- **Directions**: Please filter the entries and return only the lines that include "visibility".

- **Data listing**:

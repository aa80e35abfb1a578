//! # shaledb - Embedded Page-Based Row Store
//!
//! shaledb is the storage and execution core of a small relational
//! database: a page-based on-disk row store, an in-memory catalog,
//! primary-key and composite secondary indexes with snapshot + WAL
//! durability, a family of execution operators, and a minimal
//! multi-version concurrency layer for uncommitted writes.
//!
//! ## Quick Start
//!
//! ```ignore
//! use shaledb::{Column, DataType, ExecutionEngine, StorageEngine};
//!
//! let storage = StorageEngine::open("./mydb")?;
//! let mut exec = ExecutionEngine::new(storage);
//!
//! exec.create_table(
//!     "users",
//!     vec![
//!         Column::new("id", DataType::Int).primary_key(),
//!         Column::new("name", DataType::String),
//!     ],
//! );
//! exec.insert("users", vec!["1".into(), "Alice".into()]);
//!
//! for row in exec.seq_scan("users") {
//!     println!("{:?}", row.values());
//! }
//! ```
//!
//! ## Architecture
//!
//! ```text
//! ┌─────────────────────────────────────────┐
//! │      Execution Engine (operators)       │
//! ├─────────────────────────────────────────┤
//! │ Catalog │ Primary/Composite Idx │ MVCC  │
//! ├─────────────────────────────────────────┤
//! │       Storage Engine (page cache)       │
//! ├─────────────────────────────────────────┤
//! │   Row Records on 4 KiB Pages + Files    │
//! └─────────────────────────────────────────┘
//! ```
//!
//! An upstream caller (parser, planner, REPL, all out of scope) invokes
//! execution operators; each operator consults the catalog, walks page
//! ids through the page cache, and reads or mutates rows. Index
//! maintenance happens inline on insert. Row durability is per-page
//! flush on write; composite index durability is WAL-on-write plus a
//! full snapshot on rebuild.
//!
//! ## File Layout
//!
//! All files live flat in the engine's base directory:
//!
//! ```text
//! base_dir/
//! ├── sys_catalog_page_0.bin   # catalog page
//! ├── <table>_page_<n>.bin     # 4096-byte data pages, n >= 1
//! ├── <table>_cidx.meta        # composite index column list
//! ├── <table>_cidx.bin         # composite index snapshot
//! └── <table>_cidx.wal         # composite index write-ahead log
//! ```
//!
//! ## Concurrency Model
//!
//! Strictly single-threaded and synchronous: one in-process owner drives
//! all operations serially, and the engine takes no internal locks.
//! The MVCC layer provides visibility rules over caller-managed
//! transaction ids, not scheduling.
//!
//! ## Module Overview
//!
//! - [`storage`]: 4 KiB pages, file conventions, the storage engine
//! - [`records`]: row record serialization with tombstone flags
//! - [`schema`]: table schemas and the page-backed system catalog
//! - [`index`]: ordered primary and composite indexes, snapshot + WAL
//! - [`mvcc`]: per-row version chains and visibility
//! - [`exec`]: the execution operators
//! - [`types`]: column metadata and data type tags

pub mod exec;
pub mod index;
pub mod mvcc;
pub mod records;
pub mod schema;
pub mod storage;
pub mod types;

pub use exec::{AggFunc, CompareOp, Condition, ExecutionEngine, GroupRow, SortOrder};
pub use records::Row;
pub use schema::{SystemCatalog, TableSchema};
pub use storage::{Page, StorageEngine, PAGE_SIZE};
pub use types::{Column, DataType};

- **Task solution**:
//! The MVCC layer provides visibility rules over caller-managed
//! - [`mvcc`]: per-row version chains and visibility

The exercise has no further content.